Decision and reasons

The Lord Ordinary [Doherty] was of opinion that it was unnecessary for present purposes to enter into a debate as to whether or not there was a Convention right to commit suicide or to be assisted to commit suicide. It was clear on the authorities that the Art 8.1 right to respect for private and family life encompassed respect for an individual’s decision as to how and when to die, and in particular to seek to avoid a distressing and undignified end to life provided that the decision was made freely. Art 8.1 was therefore engaged in the present case [30, 31].

As to the issue raised by the petition – whether the interference was “in accordance with the law” in terms of Art 8.2 – it was “very clear” that the petition did not “raise any issue as to the necessity of the existing law and practice in Scotland relating to homicide in cases of assisted suicide” [32]. There had been no failure by the Lord Advocate to justify the necessity of the interference. It was for the petitioner to raise the matter in the petition if he sought to plead it and he had not done so: moreover, “This is not legal formalism, nor is it a picky pleading point. It is about fair notice and the proper focusing of the challenge being made” [32]. The petition had given no indication that the necessity of the law was being questioned: rather, the petitioner’s Statement XXIII made it perfectly clear that it was the legality of the interference that was being attacked [32]. Nor had leave been sought to amend the petition [33].

Lord Doherty recalled two well‑established propositions:

“First, while the court can review the legality of the respondent’s policy it is not the court’s role to dictate the policy’s content … Second, the certainty required of prosecutorial policy is of a lesser, more indicative, order than the certainty required of provisions which create or identify criminal offences [34].

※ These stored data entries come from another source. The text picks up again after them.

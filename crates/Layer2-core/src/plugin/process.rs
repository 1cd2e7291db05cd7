//! External tools - git, pip 같은 외부 명령 실행
//!
//! 출력은 모두 캡처하고, 타임아웃이나 취소 시 프로세스를 종료한다.

use super::error::ToolError;
use std::process::{ExitStatus, Stdio};
use std::time::Duration;
use tokio::process::Command;
use tokio_util::sync::CancellationToken;
use tracing::debug;

/// 설정된 외부 명령 (`python3 -m pip` → program `python3`, args `[-m, pip]`)
#[derive(Debug, Clone, PartialEq, Eq)]
pub struct ExternalTool {
    program: String,
    args: Vec<String>,
}

impl ExternalTool {
    pub fn new(program: impl Into<String>) -> Self {
        Self {
            program: program.into(),
            args: Vec::new(),
        }
    }

    pub fn with_args<I, S>(mut self, args: I) -> Self
    where
        I: IntoIterator<Item = S>,
        S: Into<String>,
    {
        self.args.extend(args.into_iter().map(Into::into));
        self
    }

    /// argv 전체에서 생성 (빈 argv면 None)
    pub fn from_argv(argv: Vec<String>) -> Option<Self> {
        let mut iter = argv.into_iter();
        let program = iter.next()?;
        Some(Self::new(program).with_args(iter))
    }

    pub fn program(&self) -> &str {
        &self.program
    }

    pub fn args(&self) -> &[String] {
        &self.args
    }

    /// 설정된 인자 뒤에 `extra`를 붙여 실행하고 끝날 때까지 기다린다
    pub async fn run(
        &self,
        extra: &[String],
        timeout: Duration,
        cancel: &CancellationToken,
    ) -> Result<ToolOutput, ToolError> {
        let executable = which::which(&self.program).map_err(|_| ToolError::Unavailable {
            program: self.program.clone(),
        })?;

        debug!("Running {} {:?} {:?}", self.program, self.args, extra);

        let mut cmd = Command::new(executable);
        cmd.args(&self.args)
            .args(extra)
            .stdin(Stdio::null())
            .stdout(Stdio::piped())
            .stderr(Stdio::piped())
            .kill_on_drop(true);

        let child = cmd.spawn().map_err(|source| ToolError::Spawn {
            program: self.program.clone(),
            source,
        })?;

        // select!에서 빠져나가면 child가 drop되면서 종료된다
        tokio::select! {
            _ = cancel.cancelled() => Err(ToolError::Cancelled {
                program: self.program.clone(),
            }),
            result = tokio::time::timeout(timeout, child.wait_with_output()) => match result {
                Err(_) => Err(ToolError::Timeout {
                    program: self.program.clone(),
                    timeout,
                }),
                Ok(Err(source)) => Err(ToolError::Spawn {
                    program: self.program.clone(),
                    source,
                }),
                Ok(Ok(output)) => {
                    debug!("{} exited with {}", self.program, output.status);
                    Ok(ToolOutput {
                        status: output.status,
                        stdout: String::from_utf8_lossy(&output.stdout).to_string(),
                        stderr: String::from_utf8_lossy(&output.stderr).to_string(),
                    })
                }
            },
        }
    }
}

impl std::fmt::Display for ExternalTool {
    fn fmt(&self, f: &mut std::fmt::Formatter<'_>) -> std::fmt::Result {
        write!(f, "{}", self.program)?;
        for arg in &self.args {
            write!(f, " {}", arg)?;
        }
        Ok(())
    }
}

/// 종료된 외부 명령의 결과
#[derive(Debug, Clone)]
pub struct ToolOutput {
    pub status: ExitStatus,
    pub stdout: String,
    pub stderr: String,
}

impl ToolOutput {
    pub fn success(&self) -> bool {
        self.status.success()
    }

    /// 에러 메시지로 보여줄 진단 텍스트 (stderr 우선)
    pub fn diagnostic(&self) -> String {
        let stderr = self.stderr.trim();
        if !stderr.is_empty() {
            return stderr.to_string();
        }
        let stdout = self.stdout.trim();
        if !stdout.is_empty() {
            return stdout.to_string();
        }
        format!("exited with {}", self.status)
    }
}

#[cfg(all(test, unix))]
mod tests {
    use super::*;

    fn sh(script: &str) -> ExternalTool {
        ExternalTool::new("sh").with_args(["-c", script, "--"])
    }

    #[tokio::test]
    async fn test_run_captures_output() {
        let tool = sh("echo out; echo err >&2; exit 3");
        let output = tool
            .run(&[], Duration::from_secs(10), &CancellationToken::new())
            .await
            .unwrap();

        assert!(!output.success());
        assert_eq!(output.stdout.trim(), "out");
        assert_eq!(output.diagnostic(), "err");
    }

    #[tokio::test]
    async fn test_extra_args_are_appended() {
        let tool = sh("echo \"$1-$2\"");
        let output = tool
            .run(
                &["a".to_string(), "b".to_string()],
                Duration::from_secs(10),
                &CancellationToken::new(),
            )
            .await
            .unwrap();

        assert_eq!(output.stdout.trim(), "a-b");
    }

    #[tokio::test]
    async fn test_timeout() {
        let tool = sh("sleep 5");
        let result = tool
            .run(&[], Duration::from_millis(100), &CancellationToken::new())
            .await;

        assert!(matches!(result, Err(ToolError::Timeout { .. })));
    }

    #[tokio::test]
    async fn test_cancellation() {
        let tool = sh("sleep 5");
        let cancel = CancellationToken::new();
        cancel.cancel();

        let result = tool.run(&[], Duration::from_secs(10), &cancel).await;
        assert!(matches!(result, Err(ToolError::Cancelled { .. })));
    }

    #[tokio::test]
    async fn test_unavailable_program() {
        let tool = ExternalTool::new("onecode-no-such-program");

        let result = tool
            .run(&[], Duration::from_secs(1), &CancellationToken::new())
            .await;
        assert!(matches!(result, Err(ToolError::Unavailable { .. })));
    }

    #[test]
    fn test_from_argv() {
        let tool = ExternalTool::from_argv(vec!["python3".into(), "-m".into(), "pip".into()]).unwrap();
        assert_eq!(tool.program(), "python3");
        assert_eq!(tool.args(), ["-m", "pip"]);
        assert_eq!(tool.to_string(), "python3 -m pip");
        assert!(ExternalTool::from_argv(vec![]).is_none());
    }
}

The present case was not on all fours with R (Purdy) v Director of Public Prosecutions [2009] UKHL 45 nor did the outcome have to be the same [36], for three reasons:

  • First, s 2(1) of the Suicide Act 1961 had a wide ambit and there were likely to be many situations where encouraging or assisting suicide in England and Wales would contravene s 2(1) but would not be homicide in Scotland (because one or more of the requisites of the crime of murder or culpable homicide was lacking) [37];
  • Secondly, in Purdy there was a marked inconsistency between the law and its application in practice; but it had not been demonstrated that there was any similar divergence in Scotland between the law and its practical application, or that an unknown or unpublished policy was being applied [38];
  • Thirdly, in Purdy (and in his written explanation of why he did not prosecute in the case of Daniel James) the DPP had accepted that many of the factors set out in the Code for Crown Prosecutors had little or no relevance to the decision whether or not a prosecution for a contravention of s 2(1) Suicide Act 1961 was in the public interest. In Scotland, however, the Lord Advocate “does not distance himself from the factors set out in the Prosecution Code. On the contrary, he has identified the factor in the Code which is likely to prevail in cases where there is a sufficiency of evidence – that the serious nature of the offence makes it likely that the public interest will require a prosecution” [39].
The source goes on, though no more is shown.